The July jobless rate for North Carolina, released on August 18, show that unemployment numbers decreased by 0.1 of a percentage point from June’s revised rate to 4.1 percent.
The national rate decreased 0.1 of a percentage point to 4.3 percent.
The state unemployment last fell that low in November 2000.
Some economists consider an unemployment rate between 4 and 5 percent to reflect what is referred to as “full employment.”
Simply stated, this is an environment most economists define as one in which all who are willing and able to work are doing so, some add, ‘working at prevailing wages” to that definition.
Michael Walden, professor of economics at NC State University said, “You always have to remember there are two separate job surveys that come out. One is where the unemployment rate is calculated, and the other counts payroll jobs. The unemployment rate of 4.1 percent looks good on the surface, but if you look at the details it was totally due to a reduction in the labor force.”
According to the household survey, 7,005 North Carolinians left the work force in July.
“If you look at the payroll survey, we had a very robust increase in jobs,” Walden said. “I put more weight on the payroll survey. It’s a broader sample. It’s a much deeper sample. It’s not uncommon for these two surveys to go in different directions. The payroll survey tends to bear out more in the long run, so based on that, I’d say it’s a robust report.”
There was a net gain of 8,800 jobs in July according to the payroll survey.
Walden said, “The traditional definition of full employment means you can’t push the unemployment rate any lower without sparking higher inflation. I don’t think we’re there yet.”
There are a number of people who have left the labor market because they were unable to find employment. Many economists see this as a growing gap between those in need of jobs and the skills necessary to obtain those jobs. On the flip side, employers have lamented that they are finding it challenging to fill certain jobs.

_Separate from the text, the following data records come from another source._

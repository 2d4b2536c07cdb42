//! Mass-spring-damper chain integrator.
//!
//! Every node is pulled toward its target, coupled to its chain neighbors by
//! springs of `rest_length`, and damped. Integration is semi-implicit Euler:
//! velocity first, then position with the new velocity. The step size `h` is
//! 1 in per-frame mode; larger steps are split into sub-steps no longer than
//! [`MAX_SUBSTEP`], the largest step the default chain is stable at.

use crate::config::SpringParams;
use crate::state::Viewport;
use crate::strand::{PhysicsPoint, Strand};
use glam::Vec3;

pub const MAX_SUBSTEP: f32 = 1.0;

/// Number of sub-steps needed so none exceeds [`MAX_SUBSTEP`].
#[inline]
pub fn substep_count(h: f32) -> usize {
    if h.is_finite() && h > MAX_SUBSTEP {
        (h / MAX_SUBSTEP).ceil() as usize
    } else {
        1
    }
}

/// Restoring force on a node at `pos` from a neighbor at `neighbor`.
/// Coincident nodes give zero force.
#[inline]
pub fn neighbor_force(pos: Vec3, neighbor: Vec3, rest_length: f32, internal_stiffness: f32) -> Vec3 {
    let delta = pos - neighbor;
    let len = delta.length();
    delta.normalize_or_zero() * (len - rest_length) * -internal_stiffness
}

/// Net force on `chain[i]` given the world-space target for that node.
/// Neighbor positions are read from `positions`, the chain at step start.
#[inline]
pub fn node_force(
    positions: &[Vec3],
    i: usize,
    node: &PhysicsPoint,
    target: Option<Vec3>,
    params: &SpringParams,
) -> Vec3 {
    let mut force = Vec3::ZERO;
    if let Some(t) = target {
        force += (t - node.position) * params.stiffness;
    }
    let prev = i.checked_sub(1).and_then(|j| positions.get(j));
    let next = positions.get(i + 1);
    for n in prev.into_iter().chain(next) {
        force += neighbor_force(
            node.position,
            *n,
            params.rest_length,
            params.internal_stiffness,
        );
    }
    force - node.velocity * params.damping
}

/// Reusable integrator; holds the start-of-step position snapshot so a step
/// does not allocate once the buffer has grown to the trail length.
#[derive(Debug, Default)]
pub struct SpringIntegrator {
    snapshot: Vec<Vec3>,
}

impl SpringIntegrator {
    pub fn new(trail_length: usize) -> Self {
        Self {
            snapshot: Vec::with_capacity(trail_length),
        }
    }

    /// Advance one strand by a step of size `h`.
    pub fn step(&mut self, strand: &mut Strand, viewport: &Viewport, params: &SpringParams, h: f32) {
        if !(h.is_finite() && h > 0.0) {
            return;
        }
        let n = substep_count(h);
        let sub = h / n as f32;
        for _ in 0..n {
            self.substep(strand, viewport, params, sub);
        }
    }

    fn substep(&mut self, strand: &mut Strand, viewport: &Viewport, params: &SpringParams, h: f32) {
        self.snapshot.clear();
        self.snapshot.extend(strand.positions());

        let (targets, nodes) = strand.parts_mut();
        for (i, node) in nodes.iter_mut().enumerate() {
            let target = targets.get(i).map(|p| viewport.screen_to_world(*p));
            let force = node_force(&self.snapshot, i, node, target, params);
            node.velocity += force * h;
            node.position += node.velocity * h;
        }
    }
}
// DOM wiring and host-loop constants for the web front-end.
// Simulation tuning lives in `trail_core::constants`; bloom and clear color
// live in `trail_render`.

// Element id of the render canvas in index.html
pub const CANVAS_ID: &str = "app-canvas";

// Pointer listeners are attached to the canvas
pub const EV_POINTER_MOVE: &str = "pointermove";
pub const EV_POINTER_ENTER: &str = "pointerenter";
pub const EV_POINTER_LEAVE: &str = "pointerleave";
pub const EV_CLICK: &str = "click";

// Window-level listener
pub const EV_KEYDOWN: &str = "keydown";

// Cap on devicePixelRatio when sizing the backing store
pub const MAX_DEVICE_PIXEL_RATIO: f64 = 2.0;

// Largest backing-store edge in pixels (WebGPU default maxTextureDimension2D)
pub const MAX_BACKING_EDGE: u32 = 8192;
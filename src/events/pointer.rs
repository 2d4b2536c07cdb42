use super::{enqueue, EventQueue};
use crate::constants::{EV_CLICK, EV_POINTER_ENTER, EV_POINTER_LEAVE, EV_POINTER_MOVE};
use crate::dom::ListenerRegistry;
use crate::input::{self, CssRect};
use trail_core::{InputEvent, ScreenPoint};
use wasm_bindgen::JsValue;
use web_sys as web;

#[inline]
fn pointer_canvas_px(ev: &web::PointerEvent, canvas: &web::HtmlCanvasElement) -> Option<ScreenPoint> {
    let rect = canvas.get_bounding_client_rect();
    input::css_to_backing_px(
        ev.client_x() as f32,
        ev.client_y() as f32,
        CssRect {
            left: rect.left() as f32,
            top: rect.top() as f32,
            width: rect.width() as f32,
            height: rect.height() as f32,
        },
        canvas.width(),
        canvas.height(),
    )
}

pub fn wire_pointer(
    registry: &mut ListenerRegistry,
    canvas: &web::HtmlCanvasElement,
    queue: &EventQueue,
) -> Result<(), JsValue> {
    let target: &web::EventTarget = canvas.as_ref();

    let (c, q) = (canvas.clone(), queue.clone());
    registry.add(target, EV_POINTER_MOVE, move |ev: web::PointerEvent| {
        if let Some(p) = pointer_canvas_px(&ev, &c) {
            enqueue(&q, InputEvent::Move(p));
        }
    })?;

    let (c, q) = (canvas.clone(), queue.clone());
    registry.add(target, EV_POINTER_ENTER, move |ev: web::PointerEvent| {
        if let Some(p) = pointer_canvas_px(&ev, &c) {
            enqueue(&q, InputEvent::Enter(p));
        }
    })?;

    let q = queue.clone();
    registry.add(target, EV_POINTER_LEAVE, move |_ev: web::PointerEvent| {
        enqueue(&q, InputEvent::Leave);
    })?;

    let q = queue.clone();
    registry.add(target, EV_CLICK, move |_ev: web::MouseEvent| {
        enqueue(&q, InputEvent::CyclePalette);
    })?;
    Ok(())
}
//! Error types for mtls-client-auth
//!
//! Authentication outcomes have their own error type,
//! [`crate::client_auth::AuthenticationError`]. This one covers setup:
//! configuration, PEM material, and I/O.

use std::io;

use thiserror::Error;

/// Result type alias for mtls-client-auth
pub type Result<T> = std::result::Result<T, Error>;

/// Setup and tooling errors
#[derive(Error, Debug)]
pub enum Error {
    /// Configuration error
    #[error("Configuration error: {0}")]
    Config(String),

    /// IO error
    #[error("IO error: {0}")]
    Io(#[from] io::Error),

    /// JSON error
    #[error("JSON error: {0}")]
    Json(#[from] serde_json::Error),

    /// Internal error
    #[error("Internal error: {0}")]
    Internal(String),
}
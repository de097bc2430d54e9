//! Request parameters handed to the engine by the HTTP layer.
//!
//! OAuth2 parameters are multi-valued on the wire, and several checks depend
//! on the number of occurrences (a repeated `client_id` is malformed), so the
//! values are kept as lists instead of being collapsed.

use std::collections::BTreeMap;

use serde::Serialize;

use super::error::RequestFault;

/// `client_id` parameter name.
pub const CLIENT_ID: &str = "client_id";
/// `grant_type` parameter name.
pub const GRANT_TYPE: &str = "grant_type";
/// `code` parameter name.
pub const CODE: &str = "code";

const AUTHORIZATION_CODE: &str = "authorization_code";

/// Multi-valued request parameters, in name order.
#[derive(Debug, Clone, Default, PartialEq, Eq)]
pub struct RequestParameters {
    entries: BTreeMap<String, Vec<String>>,
}

impl RequestParameters {
    /// Create an empty parameter set.
    #[must_use]
    pub fn new() -> Self {
        Self::default()
    }

    /// Build from name/value pairs, keeping repeated names.
    pub fn from_pairs<I, K, V>(pairs: I) -> Self
    where
        I: IntoIterator<Item = (K, V)>,
        K: Into<String>,
        V: Into<String>,
    {
        let mut params = Self::new();
        for (name, value) in pairs {
            params.append(name, value);
        }
        params
    }

    /// Parse an `application/x-www-form-urlencoded` body.
    #[must_use]
    pub fn from_form_urlencoded(body: &[u8]) -> Self {
        Self::from_pairs(url::form_urlencoded::parse(body).into_owned())
    }

    /// Add one value for `name`.
    pub fn append(&mut self, name: impl Into<String>, value: impl Into<String>) {
        self.entries.entry(name.into()).or_default().push(value.into());
    }

    /// First value of `name`, if any.
    #[must_use]
    pub fn first(&self, name: &str) -> Option<&str> {
        self.entries
            .get(name)
            .and_then(|values| values.first())
            .map(String::as_str)
    }

    /// Every value of `name`, in arrival order.
    #[must_use]
    pub fn get_all(&self, name: &str) -> &[String] {
        self.entries.get(name).map_or(&[], Vec::as_slice)
    }

    /// Iterate over `(name, values)` in name order.
    pub fn iter(&self) -> impl Iterator<Item = (&str, &[String])> {
        self.entries
            .iter()
            .map(|(name, values)| (name.as_str(), values.as_slice()))
    }

    /// The single `client_id` of the request.
    ///
    /// # Errors
    ///
    /// Returns the matching [`RequestFault`] when the parameter is absent,
    /// blank, or sent more than once.
    pub fn client_id(&self) -> Result<&str, RequestFault> {
        match self.get_all(CLIENT_ID) {
            [] => Err(RequestFault::MissingClientId),
            [single] if single.trim().is_empty() => Err(RequestFault::EmptyClientId),
            [single] => Ok(single.as_str()),
            _ => Err(RequestFault::DuplicateClientId),
        }
    }

    /// Whether this is an authorization-code token request carrying a code.
    #[must_use]
    pub fn is_authorization_code_grant(&self) -> bool {
        self.first(GRANT_TYPE) == Some(AUTHORIZATION_CODE) && self.first(CODE).is_some()
    }
}

/// A pass-through parameter value.
#[derive(Debug, Clone, PartialEq, Eq, Serialize)]
#[serde(untagged)]
pub enum ParameterValue {
    /// The parameter appeared once.
    Single(String),
    /// The parameter appeared several times.
    Multiple(Vec<String>),
}

/// Opaque grant-specific parameters carried through to the provider chain.
pub type AdditionalParameters = BTreeMap<String, ParameterValue>;

/// Collect the parameters of an authorization-code token request.
///
/// Other grants carry nothing through. `exclusions` are dropped (the engine
/// passes `client_id`, which is already part of the result).
#[must_use]
pub fn authorization_code_parameters(
    params: &RequestParameters,
    exclusions: &[&str],
) -> AdditionalParameters {
    if !params.is_authorization_code_grant() {
        return AdditionalParameters::new();
    }

    params
        .iter()
        .filter(|(name, _)| !exclusions.contains(name))
        .map(|(name, values)| {
            let value = match values {
                [single] => ParameterValue::Single(single.clone()),
                many => ParameterValue::Multiple(many.to_vec()),
            };
            (name.to_owned(), value)
        })
        .collect()
}
//! Audit events for client authentication attempts.
//!
//! Every event is emitted via `tracing::info!` with the JSON-serialized event
//! in the `audit` field. Events carry the server-side failure detail that the
//! client never sees.
//!
//! # Events
//!
//! | Event | When |
//! |-------|------|
//! | `client_auth.authenticated` | The presented certificate authenticated the client |
//! | `client_auth.rejected` | `invalid_client` or `server_error` |
//! | `client_auth.invalid_request` | `client_id` missing, empty or repeated |

use serde::Serialize;

use super::error::AuthenticationError;
use super::method::ClientAuthenticationMethod;
use super::result::ClientAuthentication;

/// Structured audit event for one authentication attempt.
#[derive(Debug, Serialize)]
pub struct AuditEvent {
    /// Event type string (e.g., `"client_auth.authenticated"`).
    pub event: &'static str,
    /// Presented `client_id`, when one could be read.
    #[serde(skip_serializing_if = "Option::is_none")]
    pub client_id: Option<String>,
    /// Method implied by the chain.
    #[serde(skip_serializing_if = "Option::is_none")]
    pub method: Option<ClientAuthenticationMethod>,
    /// Leaf thumbprint of an authenticated client.
    #[serde(skip_serializing_if = "Option::is_none")]
    pub x5t_s256: Option<String>,
    /// OAuth2 error code returned to the client.
    #[serde(skip_serializing_if = "Option::is_none")]
    pub error: Option<&'static str>,
    /// Server-side reason for the failure.
    #[serde(skip_serializing_if = "Option::is_none")]
    pub reason: Option<String>,
}

impl AuditEvent {
    /// Construct a `client_auth.authenticated` event.
    #[must_use]
    pub fn authenticated(auth: &ClientAuthentication) -> Self {
        Self {
            event: "client_auth.authenticated",
            client_id: Some(auth.client_id().to_string()),
            method: Some(auth.method()),
            x5t_s256: Some(auth.thumbprint().to_string()),
            error: None,
            reason: None,
        }
    }

    /// Construct the event for a failed attempt.
    ///
    /// `invalid_request` maps to `client_auth.invalid_request`; everything
    /// else is `client_auth.rejected`.
    #[must_use]
    pub fn failed(
        err: &AuthenticationError,
        client_id: Option<&str>,
        method: Option<ClientAuthenticationMethod>,
    ) -> Self {
        let event = match err {
            AuthenticationError::InvalidRequest(_) => "client_auth.invalid_request",
            AuthenticationError::InvalidClient(_) | AuthenticationError::ServerError(_) => {
                "client_auth.rejected"
            }
        };
        Self {
            event,
            client_id: client_id.map(str::to_string),
            method,
            x5t_s256: None,
            error: Some(err.code().as_str()),
            reason: Some(err.detail()),
        }
    }
}

/// Emit an audit event via `tracing::info!` with structured fields.
///
/// ```text
/// INFO mtls_client_auth::client_auth::audit audit={"event":"client_auth.rejected",...}
/// ```
pub fn emit(event: &AuditEvent) {
    match serde_json::to_string(event) {
        Ok(ref json) => tracing::info!(audit = %json, "client_auth audit"),
        Err(ref e) => tracing::warn!(error = %e, "Failed to serialize audit event"),
    }
}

The U.S. Bureau of Labor Statistics compiles a combination of scenarios to compile what they call the U6 index.
- Discouraged workers: Persons who are not in the labor force, want and are available for work, and had looked for a job sometime in the prior 12 months. They are not counted as unemployed because they had not searched for work in the prior 4 weeks, for the specific reason that they believed no jobs were available for them.
- Marginally attached: A group that includes discouraged workers. The criteria for the marginally attached are the same as for discouraged workers, with the exception that any reason could have been cited for the lack of job search in the prior 4 weeks.
- Persons employed part-time for economic reasons: Those working less than 35 hours per week who want to work full-time, are available to do so, and gave an economic reason (their hours had been cut back or they were unable to find a full-time job) for working part-time. These individuals are sometimes referred to as involuntary part-time workers.
In North Carolina, the figure for U6 from the end of the third quarter in 2016 to the end of the second quarter in 2017 was 9 percent. Nationally the figure was 9.2 percent.
Lawmakers may look at July’s report and see good news in the payroll report in that jobs are being added, however the number of people giving up looking for a job, or who are not able to find jobs they are qualified for, may be cause for concern.